Da tempo quegli stessi che stanno surretiziamente cercando di presentare l’adesione alla Repubblica Sociale come il vero atto parsifaliano di resistenza ai poteri forti della tecnica e della modernità, stanno provando a far passare anche il messaggio che i partigiani fossero tutti comunisti. Qualcuno invece era partigiano semplicemente perché non ne poteva più della meschinità, dell’ignoranza, delle chiassate e delle prepotenze fasciste – e soprattutto del tentativo di presentarle come l’autentico risveglio dello Spirito.
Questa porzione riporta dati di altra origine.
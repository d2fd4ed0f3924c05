// Copyright 2025 Katapult Rust Contributors
//
// Licensed under the Apache License, Version 2.0 (the "License");
// you may not use this file except in compliance with the License.
// You may obtain a copy of the License at
//
//     https://www.apache.org/licenses/LICENSE-2.0
//
// Unless required by applicable law or agreed to in writing, software
// distributed under the License is distributed on an "AS IS" BASIS,
// WITHOUT WARRANTIES OR CONDITIONS OF ANY KIND, either express or implied.
// See the License for the specific language governing permissions and
// limitations under the License.

use crate::client::{execute, unwrap_field};
use crate::field_name::FieldName;
use crate::network::{Network, NetworkRef};
use crate::organization::OrganizationRef;
use katapult::query::{QueryValues, Queryable, query_values};
use katapult::{ListOptions, Pagination, Response, Result};
use reqwest::Method;

#[derive(Clone, Debug, Default, PartialEq, serde::Deserialize, serde::Serialize)]
#[serde(default)]
pub struct IpAddress {
    pub id: String,
    pub address: String,
    pub reverse_dns: String,
    pub vip: bool,
    pub label: String,
    pub address_with_mask: String,
    pub network: Option<Network>,
    pub allocation_id: String,
    pub allocation_type: String,
}

impl IpAddress {
    /// The IP version of [address][IpAddress::address], judged structurally.
    pub fn version(&self) -> IpVersion {
        if self.address.matches(':').count() < 2 {
            IpVersion::V4
        } else {
            IpVersion::V6
        }
    }

    /// Reduces this object to a single-field reference.
    ///
    /// Priority: `id`, then `address`. `None` when neither is populated.
    pub fn lookup_ref(&self) -> Option<IpAddressRef> {
        if !self.id.is_empty() {
            return Some(IpAddressRef::Id(self.id.clone()));
        }
        if !self.address.is_empty() {
            return Some(IpAddressRef::Address(self.address.clone()));
        }
        None
    }
}

#[derive(Clone, Copy, Debug, Default, PartialEq, Eq, serde::Deserialize, serde::Serialize)]
pub enum IpVersion {
    #[default]
    #[serde(rename = "ipv4")]
    V4,
    #[serde(rename = "ipv6")]
    V6,
}

/// A single-field reference to an IP address.
///
/// Serializes as `{"id": …}` or `{"address": …}` in request bodies, and as
/// an `ip_address[id]`/`ip_address[address]` entry in query filters.
#[derive(Clone, Debug, PartialEq, Eq, serde::Deserialize, serde::Serialize)]
#[serde(rename_all = "snake_case")]
pub enum IpAddressRef {
    Id(String),
    Address(String),
}

impl IpAddressRef {
    /// Classifies an ambiguous caller string: values with the `ip_` ID
    /// prefix become [Id][Self::Id] references, everything else an
    /// [Address][Self::Address] reference.
    pub fn lookup(id_or_address: &str) -> (Self, FieldName) {
        if id_or_address.starts_with("ip_") {
            (Self::Id(id_or_address.to_string()), FieldName::Id)
        } else {
            (Self::Address(id_or_address.to_string()), FieldName::Address)
        }
    }
}

impl Queryable for IpAddressRef {
    fn query_values(&self) -> QueryValues {
        let mut v = QueryValues::new();
        match self {
            Self::Id(id) => v.set("ip_address[id]", id.as_str()),
            Self::Address(address) => v.set("ip_address[address]", address.as_str()),
        }
        v
    }
}

#[derive(Clone, Debug, Default, PartialEq)]
pub struct IpAddressCreateArguments {
    pub network: Option<NetworkRef>,
    pub version: Option<IpVersion>,
    pub vip: Option<bool>,
    pub label: Option<String>,
}

#[derive(Clone, Debug, Default, PartialEq)]
pub struct IpAddressUpdateArguments {
    pub vip: Option<bool>,
    pub label: Option<String>,
    pub reverse_dns: Option<String>,
}

#[derive(serde::Serialize)]
struct CreateRequest<'a> {
    organization: &'a OrganizationRef,
    #[serde(skip_serializing_if = "Option::is_none")]
    network: Option<&'a NetworkRef>,
    #[serde(skip_serializing_if = "Option::is_none")]
    version: Option<IpVersion>,
    #[serde(skip_serializing_if = "Option::is_none")]
    vip: Option<bool>,
    #[serde(skip_serializing_if = "Option::is_none")]
    label: Option<&'a str>,
}

#[derive(serde::Serialize)]
struct UpdateRequest<'a> {
    ip_address: &'a IpAddressRef,
    #[serde(skip_serializing_if = "Option::is_none")]
    vip: Option<bool>,
    #[serde(skip_serializing_if = "Option::is_none")]
    label: Option<&'a str>,
    #[serde(skip_serializing_if = "Option::is_none")]
    reverse_dns: Option<&'a str>,
}

#[derive(Debug, Default, serde::Deserialize)]
#[serde(default)]
struct ResponseBody {
    pagination: Option<Pagination>,
    ip_address: Option<IpAddress>,
    ip_addresses: Option<Vec<IpAddress>>,
}

/// Operations on an organization's IP addresses.
#[derive(Clone, Debug)]
pub struct IpAddressesClient {
    inner: katapult::Client,
}

impl IpAddressesClient {
    pub fn new(transport: katapult::Client) -> Self {
        Self { inner: transport }
    }

    pub async fn list(
        &self,
        org: &OrganizationRef,
        opts: Option<ListOptions>,
    ) -> Result<Response<Vec<IpAddress>>> {
        let query = query_values(&[org, &opts]);
        let response: Response<ResponseBody> = execute(
            &self.inner,
            Method::GET,
            "core/v1/organizations/_/ip_addresses",
            &query,
            None::<&()>,
        )
        .await?;
        let pagination = response.body().pagination.clone();
        Ok(response
            .map(|b| b.ip_addresses.unwrap_or_default())
            .with_pagination(pagination))
    }

    /// Fetches by ID or address, classifying the string by its prefix.
    pub async fn get(&self, id_or_address: &str) -> Result<Response<IpAddress>> {
        let (r, _) = IpAddressRef::lookup(id_or_address);
        self.get_by_ref(&r).await
    }

    pub async fn get_by_id(&self, id: &str) -> Result<Response<IpAddress>> {
        self.get_by_ref(&IpAddressRef::Id(id.to_string())).await
    }

    pub async fn get_by_address(&self, address: &str) -> Result<Response<IpAddress>> {
        self.get_by_ref(&IpAddressRef::Address(address.to_string()))
            .await
    }

    async fn get_by_ref(&self, r: &IpAddressRef) -> Result<Response<IpAddress>> {
        let response: Response<ResponseBody> = execute(
            &self.inner,
            Method::GET,
            "core/v1/ip_addresses/_",
            &r.query_values(),
            None::<&()>,
        )
        .await?;
        unwrap_field(response.map(|b| b.ip_address), "ip_address")
    }

    pub async fn create(
        &self,
        org: &OrganizationRef,
        args: &IpAddressCreateArguments,
    ) -> Result<Response<IpAddress>> {
        let body = CreateRequest {
            organization: org,
            network: args.network.as_ref(),
            version: args.version,
            vip: args.vip,
            label: args.label.as_deref(),
        };
        let response: Response<ResponseBody> = execute(
            &self.inner,
            Method::POST,
            "core/v1/organizations/_/ip_addresses",
            &QueryValues::new(),
            Some(&body),
        )
        .await?;
        unwrap_field(response.map(|b| b.ip_address), "ip_address")
    }

    pub async fn update(
        &self,
        ip: &IpAddressRef,
        args: &IpAddressUpdateArguments,
    ) -> Result<Response<IpAddress>> {
        let body = UpdateRequest {
            ip_address: ip,
            vip: args.vip,
            label: args.label.as_deref(),
            reverse_dns: args.reverse_dns.as_deref(),
        };
        let response: Response<ResponseBody> = execute(
            &self.inner,
            Method::PATCH,
            "core/v1/ip_addresses/_",
            &QueryValues::new(),
            Some(&body),
        )
        .await?;
        unwrap_field(response.map(|b| b.ip_address), "ip_address")
    }

    pub async fn delete(&self, ip: &IpAddressRef) -> Result<Response<()>> {
        let response: Response<ResponseBody> = execute(
            &self.inner,
            Method::DELETE,
            "core/v1/ip_addresses/_",
            &ip.query_values(),
            None::<&()>,
        )
        .await?;
        Ok(response.map(|_| ()))
    }

    /// Releases the address from whatever resource currently holds it.
    pub async fn unallocate(&self, ip: &IpAddressRef) -> Result<Response<()>> {
        let response: Response<ResponseBody> = execute(
            &self.inner,
            Method::POST,
            "core/v1/ip_addresses/_/unallocate",
            &ip.query_values(),
            None::<&()>,
        )
        .await?;
        Ok(response.map(|_| ()))
    }
}

#[cfg(test)]
mod tests {
    use super::*;
    use test_case::test_case;

    #[test_case("ip_Rhb6skfPqRocACtp", IpAddressRef::Id("ip_Rhb6skfPqRocACtp".into()), FieldName::Id)]
    #[test_case("10.0.0.1", IpAddressRef::Address("10.0.0.1".into()), FieldName::Address)]
    #[test_case("2001:db8::1", IpAddressRef::Address("2001:db8::1".into()), FieldName::Address)]
    fn lookup_classifies(input: &str, want: IpAddressRef, field: FieldName) {
        assert_eq!(IpAddressRef::lookup(input), (want, field));
    }

    #[test]
    fn lookup_ref_prefers_id() {
        let ip = IpAddress {
            id: "ip_Rhb6skfPqRocACtp".into(),
            address: "10.0.0.1".into(),
            ..Default::default()
        };
        assert_eq!(
            ip.lookup_ref(),
            Some(IpAddressRef::Id("ip_Rhb6skfPqRocACtp".into()))
        );
    }

    #[test]
    fn lookup_ref_falls_back_to_address() {
        let ip = IpAddress {
            address: "10.0.0.1".into(),
            ..Default::default()
        };
        let r = ip.lookup_ref().unwrap();
        assert_eq!(r, IpAddressRef::Address("10.0.0.1".into()));
        assert_eq!(r.query_values().get("ip_address[address]"), Some("10.0.0.1"));
    }

    #[test]
    fn lookup_ref_empty_object() {
        let ip = IpAddress::default();
        assert_eq!(ip.lookup_ref(), None);
        assert!(ip.lookup_ref().query_values().is_empty());
    }

    #[test]
    fn ref_query_values_single_entry() {
        let v = IpAddressRef::Id("ip_123".into()).query_values();
        assert_eq!(v.len(), 1);
        assert_eq!(v.get("ip_address[id]"), Some("ip_123"));
    }

    #[test]
    fn ref_serializes_as_single_field_object() {
        let r = IpAddressRef::Address("10.0.0.1".into());
        let got = serde_json::to_value(&r).unwrap();
        assert_eq!(got, serde_json::json!({"address": "10.0.0.1"}));
    }

    #[test_case("192.168.0.1", IpVersion::V4)]
    #[test_case("192.168.0.1:80", IpVersion::V4)]
    #[test_case("2001:db8::1", IpVersion::V6)]
    #[test_case("::ffff:192.168.0.1", IpVersion::V6)]
    fn version_judged_structurally(address: &str, want: IpVersion) {
        let ip = IpAddress {
            address: address.into(),
            ..Default::default()
        };
        assert_eq!(ip.version(), want);
    }
}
Al cuore dell’antifascismo «integrale, assoluto, indubitabile» di Johnny-Fenoglio non c’è il progetto di trasformare il paese in una repubblica sovietica, ma una «armata, potente rivendicazione del gusto e della misura contro il tragico carnevale fascista», che dopo la roboante messinscena dell’Impero aveva assunto il volto truce e assai più veritiero dei capetti di Salò e che oggi è tristemente ricomparso nel ghigno di qualche sottosegretario a cui non par vero di poter dare una parvenza di orizzonte simbolico condiviso al suo solitario vittimismo. Che brutta sorpresa avrebbero però costoro se, potendo comparire di fronte ai loro beneamati idoli della X Mas, fattisi avanti belli contenti sventolando il tricolore e intonando l’inno di Mameli, venissero crivellati di colpi senza pietà, perché proprio quelli erano in realtà i segni di riconoscimento degli odiati nemici - che loro consideravano banditi, ma che, prima ancora che partigiani, amavano invece pensare a se stessi come patrioti, come i veri patrioti. Quanto abbiano le idee poco chiare gli attuali gerarchi lo dimostra del resto il modo in cui periodicamente si scorticano le mani per applaudire i plutocrati difensori dello Stato minimo che abitualmente invitano alle loro festicciole. Il carnevale è, insomma, ripreso in grande stile: se questi mi fanno un po’ meno schifo degli originali è solo perché, finora, hanno avuto la fortuna di fare meno danni.
(finito il 1 maggio 2022)
Ho parlato di
Il partigiano Johnny
(Mondolibri 2003 su lic. Einaudi 1994)
530 pp. || ?? €
(ed. or.: 1968)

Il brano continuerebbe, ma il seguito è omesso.